The Assumption Paradox
Leadership Workshop (10 of 12) – Start with Yourself
Leading at Light Speed is a powerful new leadership book revealing 10 Quantum Leaps to build trust, spark innovation, and create a high-performing organization.
The Assumption Paradox is a concept in Leading at Light Speed described in Chapter 9 along with three other Leadership Paradoxes. Buy the book to read about the other three.
Leaders need to make tough decisions – and yet almost always those decisions are based on a set of assumptions. Perhaps the most common assumption these days is that we, as powerful players, can solve any problem within the game if we simply go at it rationally. We assume we can affect major outcomes through the force of our will. We assume our competence, act on the basis of that assumption, and then we defend our assumption to the hilt. Even faced with undeniable evidence, we will not back down and admit defeat for fear of looking foolish and losing face. This can result in a series of poor decisions that, bulwarked by our assumption of competence, further reinforce our incompetence! As the author Colin Wilson said: “fear is the mind killer.” And assumptions are the accomplice, driving the getaway car.
The only way to navigate the vicious cycle of assumption is to recognize the underlying fear at work – the selfconcious fear of embarrassment – and find the strength to admit mistakes and work with others to break the cycle. This means creating a culture where people are free to challenge one another’s thinking and are able to ask questions straightforwardly. It’s a theme I’ve repeated several times in this book: A high-performing organization is one in which trust prevails, in which you, the leader, are the first to admit your mistakes. No one can be right if every one is wrong, goes the old axiom. But, on the other hand, no one can be right if everyone’s right. You must lead by example.

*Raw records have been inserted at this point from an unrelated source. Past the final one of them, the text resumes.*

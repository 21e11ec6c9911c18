pub mod import;
pub mod review;
pub mod summary;

pub use import::{parse_closed_pnl, ImportError};
pub use review::{review_or_template, REVIEW_TEMPLATE};
pub use summary::JournalSummary;
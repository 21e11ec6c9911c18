use metrics::counter;
use tokio::sync::broadcast;
use tokio::time::{interval, Duration, MissedTickBehavior};

use crate::api::ws_types::WsMessage;
use crate::price_feed::{PriceCache, PriceFeedClient};

/// Run the price poller loop. Every `interval_secs` it refreshes each
/// configured symbol into the shared cache and broadcasts the new tick.
/// Fetch failures are logged and counted; the loop never exits on them.
pub async fn run_price_poller(
    client: PriceFeedClient,
    cache: PriceCache,
    ws_tx: broadcast::Sender<WsMessage>,
    symbols: Vec<String>,
    interval_secs: u64,
) {
    if interval_secs == 0 || symbols.is_empty() {
        tracing::info!("Price poller disabled");
        return;
    }

    tracing::info!(
        symbols = ?symbols,
        interval_secs,
        "Price poller started"
    );

    let mut ticker = interval(Duration::from_secs(interval_secs));
    ticker.set_missed_tick_behavior(MissedTickBehavior::Delay);

    loop {
        ticker.tick().await;
        let updated = poll_once(&client, &cache, &ws_tx, &symbols).await;
        tracing::debug!(updated, total = symbols.len(), "Price poll complete");
    }
}

/// One pass over `symbols`. Returns how many were refreshed.
pub async fn poll_once(
    client: &PriceFeedClient,
    cache: &PriceCache,
    ws_tx: &broadcast::Sender<WsMessage>,
    symbols: &[String],
) -> usize {
    let mut updated = 0;

    for symbol in symbols {
        match client.get_price(symbol).await {
            Ok(tick) => {
                cache.update(tick.clone()).await;
                // No subscribers is fine
                let _ = ws_tx.send(WsMessage::PriceUpdate(tick));
                updated += 1;
            }
            Err(e) => {
                counter!("price_fetch_failures_total").increment(1);
                tracing::warn!(error = %e, symbol = %symbol, "Failed to fetch price");
            }
        }
    }

    updated
}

I’ve been nearly killed by my assumptions. One day I decided I wanted to build a bridge across the stream at our farm in Virginia. I reconnoitered the situation and decided that if I cut down a particular oak tree, I could make it fall in such a way that it would land across the stream and become a perfect bridge. So I took my chain saw down to the stream one Sunday morning. It was a giant, white oak tree. Following the typical custom for cutting a large tree, I notched it on the side where I wanted it to fall. I then went to the other side to complete the cut. All of a sudden, in the middle of my work, I heard a frightening wrenching noise. The entire tree started vibrating violently, and then with a great wrenching groan it split vertically like a piece of 80-foot kindling. Half the tree came crashing to the ground, skimming my head and missing me by a mere fraction of an inch. Standing by the fallen tree, my body taken over by adrenaline, I could see what had happened: The tree had been rotting from the inside, penetrated by rain and insects. Instead of a footbridge, the tree had nearly become my guillotine! I returned home, shaken but alive.
Analogies are rife in the business world. When America Online purchased Time Warner, the latter assumed that AOL could create an enormous new sales channel for Time Warner content. Time Warner, after anticipating a great and profitable meeting of the minds, were shocked when nothing much came of it. When Seagram’s CEO Edgar Bronfman purchased Universal Studios in the late 1990s, he assumed that he could push the company to new heights in a dizzying race among media companies. When he turned around and sold Seagram-Universal to French giant Vivendi two years later, it was clear his assumptions had not panned out.
A major theme in Leading at Light Speed is that you need to be constantly attuned to your deepest assumptions in order to be an effective leader. Only through a deconstruction of the facade of arrogance can you find a path that clears the most dangerous decisions and assumptions. Regularly challenging your own thinking, regularly gathering a group of people you trust to tell it like it is – that’s the key to solving the assumption paradox.